== Task description ==
Give back exactly the stretch of data below from the line holding "pub fn encrypt(&self, plaintext: &[u8])" through the line holding "let ciphertext = seal(key, &nonce, plaintext)?;", both ends included, and leave the remaining lines out.

[Saved entries]
════════════════

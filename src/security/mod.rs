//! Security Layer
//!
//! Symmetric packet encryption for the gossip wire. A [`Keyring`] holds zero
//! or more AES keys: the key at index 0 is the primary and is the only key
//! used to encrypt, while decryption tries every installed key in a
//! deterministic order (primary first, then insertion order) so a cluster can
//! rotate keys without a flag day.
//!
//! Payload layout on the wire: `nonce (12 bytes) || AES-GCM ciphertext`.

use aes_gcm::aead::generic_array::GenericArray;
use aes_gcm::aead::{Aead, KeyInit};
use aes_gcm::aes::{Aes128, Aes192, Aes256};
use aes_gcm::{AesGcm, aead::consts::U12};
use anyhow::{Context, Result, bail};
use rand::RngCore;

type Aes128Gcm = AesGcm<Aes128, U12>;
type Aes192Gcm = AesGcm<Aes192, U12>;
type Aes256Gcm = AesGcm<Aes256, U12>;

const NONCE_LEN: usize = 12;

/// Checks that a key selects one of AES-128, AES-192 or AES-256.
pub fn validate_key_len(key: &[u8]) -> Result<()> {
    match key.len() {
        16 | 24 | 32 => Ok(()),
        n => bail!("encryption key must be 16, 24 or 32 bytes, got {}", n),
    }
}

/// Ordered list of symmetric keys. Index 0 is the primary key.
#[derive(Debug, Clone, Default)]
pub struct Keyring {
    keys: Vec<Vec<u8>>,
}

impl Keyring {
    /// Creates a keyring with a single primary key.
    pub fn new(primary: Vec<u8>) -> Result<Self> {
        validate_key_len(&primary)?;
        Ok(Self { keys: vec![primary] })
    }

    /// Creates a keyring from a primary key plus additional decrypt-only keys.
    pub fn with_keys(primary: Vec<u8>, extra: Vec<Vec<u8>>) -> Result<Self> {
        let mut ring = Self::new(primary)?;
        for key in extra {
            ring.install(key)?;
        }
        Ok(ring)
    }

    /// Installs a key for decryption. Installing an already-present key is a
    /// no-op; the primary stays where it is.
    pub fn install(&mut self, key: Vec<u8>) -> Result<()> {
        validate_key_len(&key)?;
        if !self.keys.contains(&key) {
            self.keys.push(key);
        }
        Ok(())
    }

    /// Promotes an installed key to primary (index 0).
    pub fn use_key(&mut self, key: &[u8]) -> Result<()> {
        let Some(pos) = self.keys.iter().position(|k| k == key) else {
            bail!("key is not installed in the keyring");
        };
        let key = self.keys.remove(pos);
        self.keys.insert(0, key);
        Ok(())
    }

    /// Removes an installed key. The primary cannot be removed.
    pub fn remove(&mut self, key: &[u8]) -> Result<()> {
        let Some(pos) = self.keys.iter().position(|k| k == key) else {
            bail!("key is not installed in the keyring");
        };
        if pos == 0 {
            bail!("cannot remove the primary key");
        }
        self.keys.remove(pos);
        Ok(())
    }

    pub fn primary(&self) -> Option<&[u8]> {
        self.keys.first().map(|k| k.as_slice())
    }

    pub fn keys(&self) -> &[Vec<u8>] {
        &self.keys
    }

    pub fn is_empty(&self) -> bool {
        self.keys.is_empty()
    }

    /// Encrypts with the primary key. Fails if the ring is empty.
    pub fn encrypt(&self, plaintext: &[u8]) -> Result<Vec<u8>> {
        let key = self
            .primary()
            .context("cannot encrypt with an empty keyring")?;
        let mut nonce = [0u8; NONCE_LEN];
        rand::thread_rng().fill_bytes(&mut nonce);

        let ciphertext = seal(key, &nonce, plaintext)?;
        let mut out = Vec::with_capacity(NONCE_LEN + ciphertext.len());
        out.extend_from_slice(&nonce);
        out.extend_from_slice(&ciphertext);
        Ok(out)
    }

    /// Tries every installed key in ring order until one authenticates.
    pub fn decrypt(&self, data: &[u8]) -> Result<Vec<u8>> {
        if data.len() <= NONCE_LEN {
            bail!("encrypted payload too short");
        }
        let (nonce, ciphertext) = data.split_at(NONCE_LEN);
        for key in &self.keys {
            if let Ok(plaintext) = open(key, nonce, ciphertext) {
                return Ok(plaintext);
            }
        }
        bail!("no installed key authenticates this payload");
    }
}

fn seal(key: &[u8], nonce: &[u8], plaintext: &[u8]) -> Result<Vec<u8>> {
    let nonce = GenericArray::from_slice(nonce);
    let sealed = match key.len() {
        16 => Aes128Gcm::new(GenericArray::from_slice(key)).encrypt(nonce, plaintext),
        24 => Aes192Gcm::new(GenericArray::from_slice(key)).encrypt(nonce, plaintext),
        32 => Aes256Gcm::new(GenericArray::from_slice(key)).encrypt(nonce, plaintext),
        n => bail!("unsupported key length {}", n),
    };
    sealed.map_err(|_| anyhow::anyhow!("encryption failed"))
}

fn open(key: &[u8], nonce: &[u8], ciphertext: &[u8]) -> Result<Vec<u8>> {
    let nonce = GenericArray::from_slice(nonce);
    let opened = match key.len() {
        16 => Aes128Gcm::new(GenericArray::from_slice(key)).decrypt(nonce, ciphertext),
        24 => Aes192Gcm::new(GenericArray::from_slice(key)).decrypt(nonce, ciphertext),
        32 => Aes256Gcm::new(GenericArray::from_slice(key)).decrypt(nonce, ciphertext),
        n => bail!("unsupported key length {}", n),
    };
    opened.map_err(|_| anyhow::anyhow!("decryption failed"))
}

════════════════

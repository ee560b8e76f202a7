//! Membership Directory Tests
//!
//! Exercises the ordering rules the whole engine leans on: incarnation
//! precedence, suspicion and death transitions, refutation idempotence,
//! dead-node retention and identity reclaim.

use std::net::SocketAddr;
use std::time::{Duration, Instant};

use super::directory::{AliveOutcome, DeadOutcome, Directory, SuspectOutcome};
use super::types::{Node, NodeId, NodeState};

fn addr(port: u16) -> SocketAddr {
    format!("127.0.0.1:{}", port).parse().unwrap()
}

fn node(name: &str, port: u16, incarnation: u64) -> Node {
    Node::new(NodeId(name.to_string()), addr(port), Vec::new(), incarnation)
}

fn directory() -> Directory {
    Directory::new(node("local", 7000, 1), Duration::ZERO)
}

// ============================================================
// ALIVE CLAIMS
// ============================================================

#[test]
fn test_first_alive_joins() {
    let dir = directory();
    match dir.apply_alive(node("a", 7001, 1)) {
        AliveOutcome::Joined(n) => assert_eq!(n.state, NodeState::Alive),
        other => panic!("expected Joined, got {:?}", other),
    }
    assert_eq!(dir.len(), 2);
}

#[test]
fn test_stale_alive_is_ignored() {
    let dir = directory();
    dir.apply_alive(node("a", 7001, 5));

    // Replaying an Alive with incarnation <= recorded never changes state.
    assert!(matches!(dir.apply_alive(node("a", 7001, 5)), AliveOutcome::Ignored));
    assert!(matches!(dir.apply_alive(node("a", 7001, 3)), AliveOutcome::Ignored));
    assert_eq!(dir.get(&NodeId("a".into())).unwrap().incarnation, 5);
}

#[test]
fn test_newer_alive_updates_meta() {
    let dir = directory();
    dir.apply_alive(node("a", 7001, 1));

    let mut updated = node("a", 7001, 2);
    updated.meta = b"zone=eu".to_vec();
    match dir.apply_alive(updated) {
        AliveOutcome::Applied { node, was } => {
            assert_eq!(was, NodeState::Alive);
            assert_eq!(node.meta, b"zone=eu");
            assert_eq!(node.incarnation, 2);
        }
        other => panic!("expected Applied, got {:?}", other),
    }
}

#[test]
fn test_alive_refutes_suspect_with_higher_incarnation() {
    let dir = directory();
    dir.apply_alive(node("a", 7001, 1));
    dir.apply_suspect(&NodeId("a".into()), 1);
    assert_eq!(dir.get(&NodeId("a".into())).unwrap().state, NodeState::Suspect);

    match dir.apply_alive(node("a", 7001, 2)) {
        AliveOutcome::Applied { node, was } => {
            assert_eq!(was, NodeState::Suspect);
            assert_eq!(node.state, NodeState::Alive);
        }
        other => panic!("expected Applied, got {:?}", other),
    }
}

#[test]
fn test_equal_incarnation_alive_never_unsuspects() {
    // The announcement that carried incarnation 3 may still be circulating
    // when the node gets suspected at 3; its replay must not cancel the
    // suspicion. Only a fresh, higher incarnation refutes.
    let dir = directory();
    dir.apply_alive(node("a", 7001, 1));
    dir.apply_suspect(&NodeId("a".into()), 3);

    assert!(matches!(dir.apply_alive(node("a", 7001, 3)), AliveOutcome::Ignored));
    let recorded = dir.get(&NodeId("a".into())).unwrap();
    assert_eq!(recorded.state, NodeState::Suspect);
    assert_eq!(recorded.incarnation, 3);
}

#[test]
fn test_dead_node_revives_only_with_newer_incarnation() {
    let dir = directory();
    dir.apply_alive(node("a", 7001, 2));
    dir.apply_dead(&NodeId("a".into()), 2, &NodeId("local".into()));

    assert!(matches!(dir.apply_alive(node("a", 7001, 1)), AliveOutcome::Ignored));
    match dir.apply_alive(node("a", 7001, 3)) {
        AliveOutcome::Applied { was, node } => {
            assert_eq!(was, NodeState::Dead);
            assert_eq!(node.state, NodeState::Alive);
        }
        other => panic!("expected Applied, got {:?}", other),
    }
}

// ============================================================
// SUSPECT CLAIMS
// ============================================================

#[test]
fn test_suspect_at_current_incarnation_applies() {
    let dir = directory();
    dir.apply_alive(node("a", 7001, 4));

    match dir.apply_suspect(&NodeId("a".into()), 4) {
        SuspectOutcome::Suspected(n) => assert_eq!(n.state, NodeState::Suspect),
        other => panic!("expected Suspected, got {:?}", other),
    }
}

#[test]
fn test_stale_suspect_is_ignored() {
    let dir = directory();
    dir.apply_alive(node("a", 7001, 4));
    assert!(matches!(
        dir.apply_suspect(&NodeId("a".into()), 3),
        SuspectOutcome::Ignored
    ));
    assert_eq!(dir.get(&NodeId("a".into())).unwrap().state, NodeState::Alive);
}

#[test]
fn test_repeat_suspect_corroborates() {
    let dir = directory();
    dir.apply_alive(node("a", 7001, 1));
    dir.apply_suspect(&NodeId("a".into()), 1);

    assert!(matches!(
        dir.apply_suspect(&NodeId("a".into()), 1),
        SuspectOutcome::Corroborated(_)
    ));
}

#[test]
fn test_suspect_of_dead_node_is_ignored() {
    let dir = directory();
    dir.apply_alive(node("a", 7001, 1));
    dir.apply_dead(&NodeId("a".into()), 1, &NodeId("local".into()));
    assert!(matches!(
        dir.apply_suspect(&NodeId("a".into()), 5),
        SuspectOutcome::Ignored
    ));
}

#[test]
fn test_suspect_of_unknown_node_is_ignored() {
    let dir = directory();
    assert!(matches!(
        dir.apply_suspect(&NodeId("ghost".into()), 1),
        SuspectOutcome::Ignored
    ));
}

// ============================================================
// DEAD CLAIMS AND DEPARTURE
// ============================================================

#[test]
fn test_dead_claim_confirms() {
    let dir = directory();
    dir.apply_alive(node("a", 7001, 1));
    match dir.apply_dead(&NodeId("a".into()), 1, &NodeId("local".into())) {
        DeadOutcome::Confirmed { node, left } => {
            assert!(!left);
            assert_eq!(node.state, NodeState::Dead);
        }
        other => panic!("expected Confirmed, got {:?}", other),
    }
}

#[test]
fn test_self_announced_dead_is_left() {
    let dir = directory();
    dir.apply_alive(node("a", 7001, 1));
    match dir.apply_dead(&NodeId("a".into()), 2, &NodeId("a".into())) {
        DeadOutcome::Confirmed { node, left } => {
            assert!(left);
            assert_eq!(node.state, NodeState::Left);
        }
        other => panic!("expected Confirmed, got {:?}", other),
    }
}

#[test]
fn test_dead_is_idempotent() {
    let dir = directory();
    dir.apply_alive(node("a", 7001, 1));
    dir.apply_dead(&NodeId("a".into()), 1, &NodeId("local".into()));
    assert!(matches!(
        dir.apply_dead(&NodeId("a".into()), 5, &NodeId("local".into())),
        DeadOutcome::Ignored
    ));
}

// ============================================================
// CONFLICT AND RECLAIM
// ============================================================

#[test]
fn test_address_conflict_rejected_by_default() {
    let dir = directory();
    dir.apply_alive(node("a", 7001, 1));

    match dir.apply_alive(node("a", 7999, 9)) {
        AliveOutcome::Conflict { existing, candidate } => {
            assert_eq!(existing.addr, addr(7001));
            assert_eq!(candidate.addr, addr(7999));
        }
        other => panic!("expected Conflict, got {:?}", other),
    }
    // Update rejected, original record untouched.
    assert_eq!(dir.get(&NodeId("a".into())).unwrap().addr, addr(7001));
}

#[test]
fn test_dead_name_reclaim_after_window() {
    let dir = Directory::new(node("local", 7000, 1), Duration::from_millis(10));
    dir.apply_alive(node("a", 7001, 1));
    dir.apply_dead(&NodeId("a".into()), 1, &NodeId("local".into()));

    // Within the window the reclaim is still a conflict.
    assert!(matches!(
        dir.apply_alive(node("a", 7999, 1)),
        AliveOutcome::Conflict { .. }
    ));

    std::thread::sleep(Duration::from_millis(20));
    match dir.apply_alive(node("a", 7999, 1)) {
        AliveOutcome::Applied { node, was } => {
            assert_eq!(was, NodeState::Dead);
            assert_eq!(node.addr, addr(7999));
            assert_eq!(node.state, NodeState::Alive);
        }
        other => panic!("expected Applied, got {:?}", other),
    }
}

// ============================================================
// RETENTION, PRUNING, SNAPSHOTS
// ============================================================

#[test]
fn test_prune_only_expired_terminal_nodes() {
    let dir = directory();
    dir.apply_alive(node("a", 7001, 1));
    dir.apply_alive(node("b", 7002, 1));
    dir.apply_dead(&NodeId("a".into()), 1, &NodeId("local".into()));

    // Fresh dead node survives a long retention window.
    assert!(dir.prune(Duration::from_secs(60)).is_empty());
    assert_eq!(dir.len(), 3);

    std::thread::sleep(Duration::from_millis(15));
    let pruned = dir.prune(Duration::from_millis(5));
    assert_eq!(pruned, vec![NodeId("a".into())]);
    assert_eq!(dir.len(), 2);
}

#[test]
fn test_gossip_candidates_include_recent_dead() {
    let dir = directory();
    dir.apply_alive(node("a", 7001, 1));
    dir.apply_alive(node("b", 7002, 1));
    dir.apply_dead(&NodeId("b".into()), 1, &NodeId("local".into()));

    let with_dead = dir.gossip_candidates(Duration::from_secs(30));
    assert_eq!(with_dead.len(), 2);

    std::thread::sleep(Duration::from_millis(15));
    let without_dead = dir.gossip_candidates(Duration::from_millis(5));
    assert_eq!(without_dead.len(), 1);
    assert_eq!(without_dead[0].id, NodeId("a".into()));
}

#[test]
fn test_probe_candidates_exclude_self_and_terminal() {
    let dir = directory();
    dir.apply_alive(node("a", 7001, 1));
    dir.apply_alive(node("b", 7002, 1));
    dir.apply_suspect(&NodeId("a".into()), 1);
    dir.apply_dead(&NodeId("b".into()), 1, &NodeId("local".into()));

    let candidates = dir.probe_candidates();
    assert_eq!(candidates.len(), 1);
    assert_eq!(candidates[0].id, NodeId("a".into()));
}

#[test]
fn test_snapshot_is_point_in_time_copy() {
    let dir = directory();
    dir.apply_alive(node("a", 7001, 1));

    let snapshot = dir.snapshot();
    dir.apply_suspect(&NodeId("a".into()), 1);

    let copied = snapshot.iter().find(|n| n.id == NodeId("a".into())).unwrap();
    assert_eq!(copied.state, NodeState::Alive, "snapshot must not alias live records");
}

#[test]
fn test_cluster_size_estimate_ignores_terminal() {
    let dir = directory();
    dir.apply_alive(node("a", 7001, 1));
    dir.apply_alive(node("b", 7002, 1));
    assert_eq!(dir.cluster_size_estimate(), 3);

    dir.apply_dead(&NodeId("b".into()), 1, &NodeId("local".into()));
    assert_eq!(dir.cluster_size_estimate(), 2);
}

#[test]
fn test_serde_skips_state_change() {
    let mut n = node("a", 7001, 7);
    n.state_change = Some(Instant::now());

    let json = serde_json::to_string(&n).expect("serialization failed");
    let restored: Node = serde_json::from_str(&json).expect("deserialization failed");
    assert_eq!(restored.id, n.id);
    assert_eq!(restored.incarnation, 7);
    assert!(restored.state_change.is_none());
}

════════════════

== Worked solution ==
    pub fn encrypt(&self, plaintext: &[u8]) -> Result<Vec<u8>> {
        let key = self
            .primary()
            .context("cannot encrypt with an empty keyring")?;
        let mut nonce = [0u8; NONCE_LEN];
        rand::thread_rng().fill_bytes(&mut nonce);

        let ciphertext = seal(key, &nonce, plaintext)?;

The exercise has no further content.